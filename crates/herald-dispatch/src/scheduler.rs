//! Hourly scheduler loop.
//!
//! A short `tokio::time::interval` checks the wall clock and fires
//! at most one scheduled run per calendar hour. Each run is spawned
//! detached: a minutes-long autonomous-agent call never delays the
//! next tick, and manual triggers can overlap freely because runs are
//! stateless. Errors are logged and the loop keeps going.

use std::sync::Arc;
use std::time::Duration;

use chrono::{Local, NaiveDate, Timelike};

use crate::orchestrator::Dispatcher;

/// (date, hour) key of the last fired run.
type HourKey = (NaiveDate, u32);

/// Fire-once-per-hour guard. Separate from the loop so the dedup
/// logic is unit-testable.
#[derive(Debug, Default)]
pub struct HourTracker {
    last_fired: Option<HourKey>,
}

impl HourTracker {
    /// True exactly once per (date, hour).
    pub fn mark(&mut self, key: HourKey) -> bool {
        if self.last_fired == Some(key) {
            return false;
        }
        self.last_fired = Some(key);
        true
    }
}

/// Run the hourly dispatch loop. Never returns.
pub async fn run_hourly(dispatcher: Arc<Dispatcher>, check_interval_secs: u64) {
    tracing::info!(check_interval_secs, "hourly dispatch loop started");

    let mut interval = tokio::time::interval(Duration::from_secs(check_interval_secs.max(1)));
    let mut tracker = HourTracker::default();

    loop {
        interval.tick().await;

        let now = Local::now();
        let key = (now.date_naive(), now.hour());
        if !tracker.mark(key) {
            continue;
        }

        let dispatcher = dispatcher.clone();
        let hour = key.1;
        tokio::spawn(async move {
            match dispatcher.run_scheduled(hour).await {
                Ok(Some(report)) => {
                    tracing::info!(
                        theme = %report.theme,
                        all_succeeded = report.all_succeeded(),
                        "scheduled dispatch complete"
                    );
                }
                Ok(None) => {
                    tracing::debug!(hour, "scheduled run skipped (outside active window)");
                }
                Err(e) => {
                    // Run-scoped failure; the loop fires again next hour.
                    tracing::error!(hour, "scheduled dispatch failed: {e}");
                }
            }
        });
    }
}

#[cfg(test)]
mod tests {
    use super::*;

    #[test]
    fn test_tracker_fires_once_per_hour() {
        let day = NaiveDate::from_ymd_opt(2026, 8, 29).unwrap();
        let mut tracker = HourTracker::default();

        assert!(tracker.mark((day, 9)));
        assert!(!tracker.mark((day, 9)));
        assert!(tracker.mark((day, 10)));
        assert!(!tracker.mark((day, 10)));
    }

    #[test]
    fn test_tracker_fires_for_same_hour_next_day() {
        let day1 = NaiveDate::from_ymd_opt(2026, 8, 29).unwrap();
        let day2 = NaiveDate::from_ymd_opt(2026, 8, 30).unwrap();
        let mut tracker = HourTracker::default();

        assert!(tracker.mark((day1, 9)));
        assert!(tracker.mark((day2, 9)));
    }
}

++++++++

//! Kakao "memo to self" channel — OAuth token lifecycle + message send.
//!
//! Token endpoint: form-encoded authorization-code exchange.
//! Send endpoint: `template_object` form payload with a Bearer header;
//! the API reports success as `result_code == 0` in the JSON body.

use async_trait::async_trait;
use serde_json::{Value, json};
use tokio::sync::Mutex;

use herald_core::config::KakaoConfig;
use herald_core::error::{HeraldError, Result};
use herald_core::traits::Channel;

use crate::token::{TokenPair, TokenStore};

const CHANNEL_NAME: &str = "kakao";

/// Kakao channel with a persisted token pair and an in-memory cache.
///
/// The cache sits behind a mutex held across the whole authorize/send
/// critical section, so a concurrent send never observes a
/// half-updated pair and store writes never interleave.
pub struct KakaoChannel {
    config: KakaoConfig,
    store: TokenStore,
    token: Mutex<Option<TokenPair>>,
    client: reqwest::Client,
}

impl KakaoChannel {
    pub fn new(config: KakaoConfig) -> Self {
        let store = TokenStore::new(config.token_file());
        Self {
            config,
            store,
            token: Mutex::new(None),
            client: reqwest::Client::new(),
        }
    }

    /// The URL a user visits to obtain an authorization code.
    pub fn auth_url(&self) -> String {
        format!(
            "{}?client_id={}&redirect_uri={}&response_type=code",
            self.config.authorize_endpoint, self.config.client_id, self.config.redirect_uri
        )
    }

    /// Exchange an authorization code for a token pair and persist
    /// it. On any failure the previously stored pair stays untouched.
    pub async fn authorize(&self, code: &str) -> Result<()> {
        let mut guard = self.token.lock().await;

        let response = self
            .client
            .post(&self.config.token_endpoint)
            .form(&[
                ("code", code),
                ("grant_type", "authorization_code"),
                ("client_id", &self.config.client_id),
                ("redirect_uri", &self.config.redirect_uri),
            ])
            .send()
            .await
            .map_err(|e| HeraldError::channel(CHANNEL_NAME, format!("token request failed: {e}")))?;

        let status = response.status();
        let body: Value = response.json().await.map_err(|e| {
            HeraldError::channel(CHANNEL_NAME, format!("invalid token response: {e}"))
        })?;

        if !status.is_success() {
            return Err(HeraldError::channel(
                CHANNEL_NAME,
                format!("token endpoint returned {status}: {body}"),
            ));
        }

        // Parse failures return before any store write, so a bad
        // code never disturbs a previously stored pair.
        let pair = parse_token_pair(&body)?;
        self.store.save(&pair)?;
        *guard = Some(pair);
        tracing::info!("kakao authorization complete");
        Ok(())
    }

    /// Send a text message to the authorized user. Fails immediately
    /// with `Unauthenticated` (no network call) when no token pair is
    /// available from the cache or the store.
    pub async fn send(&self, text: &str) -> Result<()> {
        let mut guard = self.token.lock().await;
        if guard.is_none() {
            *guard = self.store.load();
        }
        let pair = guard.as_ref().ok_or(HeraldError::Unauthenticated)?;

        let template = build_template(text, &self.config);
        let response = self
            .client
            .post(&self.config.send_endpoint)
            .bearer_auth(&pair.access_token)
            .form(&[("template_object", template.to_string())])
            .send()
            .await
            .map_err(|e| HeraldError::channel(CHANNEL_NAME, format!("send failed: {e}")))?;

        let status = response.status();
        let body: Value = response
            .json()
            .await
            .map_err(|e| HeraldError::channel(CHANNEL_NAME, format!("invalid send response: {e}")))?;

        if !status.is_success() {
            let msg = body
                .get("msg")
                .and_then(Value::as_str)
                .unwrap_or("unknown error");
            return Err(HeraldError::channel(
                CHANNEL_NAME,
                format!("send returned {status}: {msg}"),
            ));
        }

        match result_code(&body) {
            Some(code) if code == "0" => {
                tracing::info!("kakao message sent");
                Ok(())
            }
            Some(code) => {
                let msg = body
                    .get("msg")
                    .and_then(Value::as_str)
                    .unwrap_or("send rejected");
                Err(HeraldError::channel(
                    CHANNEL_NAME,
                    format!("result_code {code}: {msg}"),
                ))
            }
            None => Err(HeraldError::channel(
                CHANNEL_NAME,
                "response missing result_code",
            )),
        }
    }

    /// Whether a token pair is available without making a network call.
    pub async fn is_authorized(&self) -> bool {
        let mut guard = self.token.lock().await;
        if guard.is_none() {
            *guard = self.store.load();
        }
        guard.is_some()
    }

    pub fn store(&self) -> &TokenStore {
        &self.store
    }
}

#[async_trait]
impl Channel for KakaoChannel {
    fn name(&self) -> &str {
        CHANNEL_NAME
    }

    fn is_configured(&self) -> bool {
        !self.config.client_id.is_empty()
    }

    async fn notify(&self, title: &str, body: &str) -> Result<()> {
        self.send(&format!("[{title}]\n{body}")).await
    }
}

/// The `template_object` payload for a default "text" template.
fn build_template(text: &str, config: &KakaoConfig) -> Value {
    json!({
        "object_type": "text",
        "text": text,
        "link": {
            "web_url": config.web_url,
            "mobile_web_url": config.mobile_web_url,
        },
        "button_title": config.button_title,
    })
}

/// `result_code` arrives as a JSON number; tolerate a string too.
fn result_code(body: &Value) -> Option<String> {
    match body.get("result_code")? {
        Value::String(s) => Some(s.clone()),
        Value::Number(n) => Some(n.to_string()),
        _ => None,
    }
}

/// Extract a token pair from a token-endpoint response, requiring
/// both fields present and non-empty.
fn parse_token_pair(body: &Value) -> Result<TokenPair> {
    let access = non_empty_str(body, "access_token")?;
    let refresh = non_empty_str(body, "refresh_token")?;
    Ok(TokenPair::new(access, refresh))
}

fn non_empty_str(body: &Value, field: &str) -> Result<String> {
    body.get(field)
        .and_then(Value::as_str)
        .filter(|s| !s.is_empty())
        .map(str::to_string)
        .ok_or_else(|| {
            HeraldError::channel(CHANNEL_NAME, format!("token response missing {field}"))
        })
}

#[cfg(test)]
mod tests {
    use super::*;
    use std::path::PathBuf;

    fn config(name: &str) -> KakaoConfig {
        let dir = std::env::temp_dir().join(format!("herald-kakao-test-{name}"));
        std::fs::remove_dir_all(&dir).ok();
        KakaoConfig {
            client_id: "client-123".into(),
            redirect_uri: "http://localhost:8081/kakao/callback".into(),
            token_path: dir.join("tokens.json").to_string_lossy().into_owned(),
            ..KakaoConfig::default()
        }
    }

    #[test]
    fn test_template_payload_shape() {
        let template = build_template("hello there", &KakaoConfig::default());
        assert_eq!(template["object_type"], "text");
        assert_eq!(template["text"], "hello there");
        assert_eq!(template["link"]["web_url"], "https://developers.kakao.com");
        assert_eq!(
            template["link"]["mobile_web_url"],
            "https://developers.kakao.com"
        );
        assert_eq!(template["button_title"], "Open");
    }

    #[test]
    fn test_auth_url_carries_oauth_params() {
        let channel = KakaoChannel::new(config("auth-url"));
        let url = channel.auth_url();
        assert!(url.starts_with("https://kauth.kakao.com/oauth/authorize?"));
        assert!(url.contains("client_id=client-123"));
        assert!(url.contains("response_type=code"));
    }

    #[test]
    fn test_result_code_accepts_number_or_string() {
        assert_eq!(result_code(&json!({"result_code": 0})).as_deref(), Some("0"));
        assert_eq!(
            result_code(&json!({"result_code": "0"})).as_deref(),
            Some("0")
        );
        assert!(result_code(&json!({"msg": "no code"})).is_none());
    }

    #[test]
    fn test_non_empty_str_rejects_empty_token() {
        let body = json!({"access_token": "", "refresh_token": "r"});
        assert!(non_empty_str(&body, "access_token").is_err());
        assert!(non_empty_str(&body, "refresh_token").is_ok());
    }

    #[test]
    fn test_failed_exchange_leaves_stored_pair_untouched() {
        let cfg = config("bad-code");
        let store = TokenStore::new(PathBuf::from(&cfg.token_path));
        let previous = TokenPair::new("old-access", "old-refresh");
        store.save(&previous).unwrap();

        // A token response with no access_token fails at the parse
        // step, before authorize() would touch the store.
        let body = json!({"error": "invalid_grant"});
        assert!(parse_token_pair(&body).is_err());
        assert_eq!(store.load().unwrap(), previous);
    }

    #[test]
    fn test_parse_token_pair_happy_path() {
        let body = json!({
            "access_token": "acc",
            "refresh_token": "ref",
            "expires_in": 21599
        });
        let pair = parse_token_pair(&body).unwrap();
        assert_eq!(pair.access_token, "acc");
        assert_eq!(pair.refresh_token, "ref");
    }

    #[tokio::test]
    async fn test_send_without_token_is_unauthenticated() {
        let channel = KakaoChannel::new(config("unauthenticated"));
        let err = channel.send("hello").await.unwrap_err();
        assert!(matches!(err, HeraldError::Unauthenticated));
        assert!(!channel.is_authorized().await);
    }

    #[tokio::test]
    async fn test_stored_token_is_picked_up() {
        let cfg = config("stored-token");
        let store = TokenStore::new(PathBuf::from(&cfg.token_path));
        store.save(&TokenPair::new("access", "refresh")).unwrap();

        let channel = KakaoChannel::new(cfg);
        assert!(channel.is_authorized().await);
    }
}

++++++++

EXERCISE OBJECTIVE: Find the word "tracing" in the entries and show each line where it is found.

RESPONSE TO THIS EXERCISE:
    tracing::info!(check_interval_secs, "hourly dispatch loop started");
                    tracing::info!(
                    tracing::debug!(hour, "scheduled run skipped (outside active window)");
                    tracing::error!(hour, "scheduled dispatch failed: {e}");
        tracing::info!("kakao authorization complete");
                tracing::info!("kakao message sent");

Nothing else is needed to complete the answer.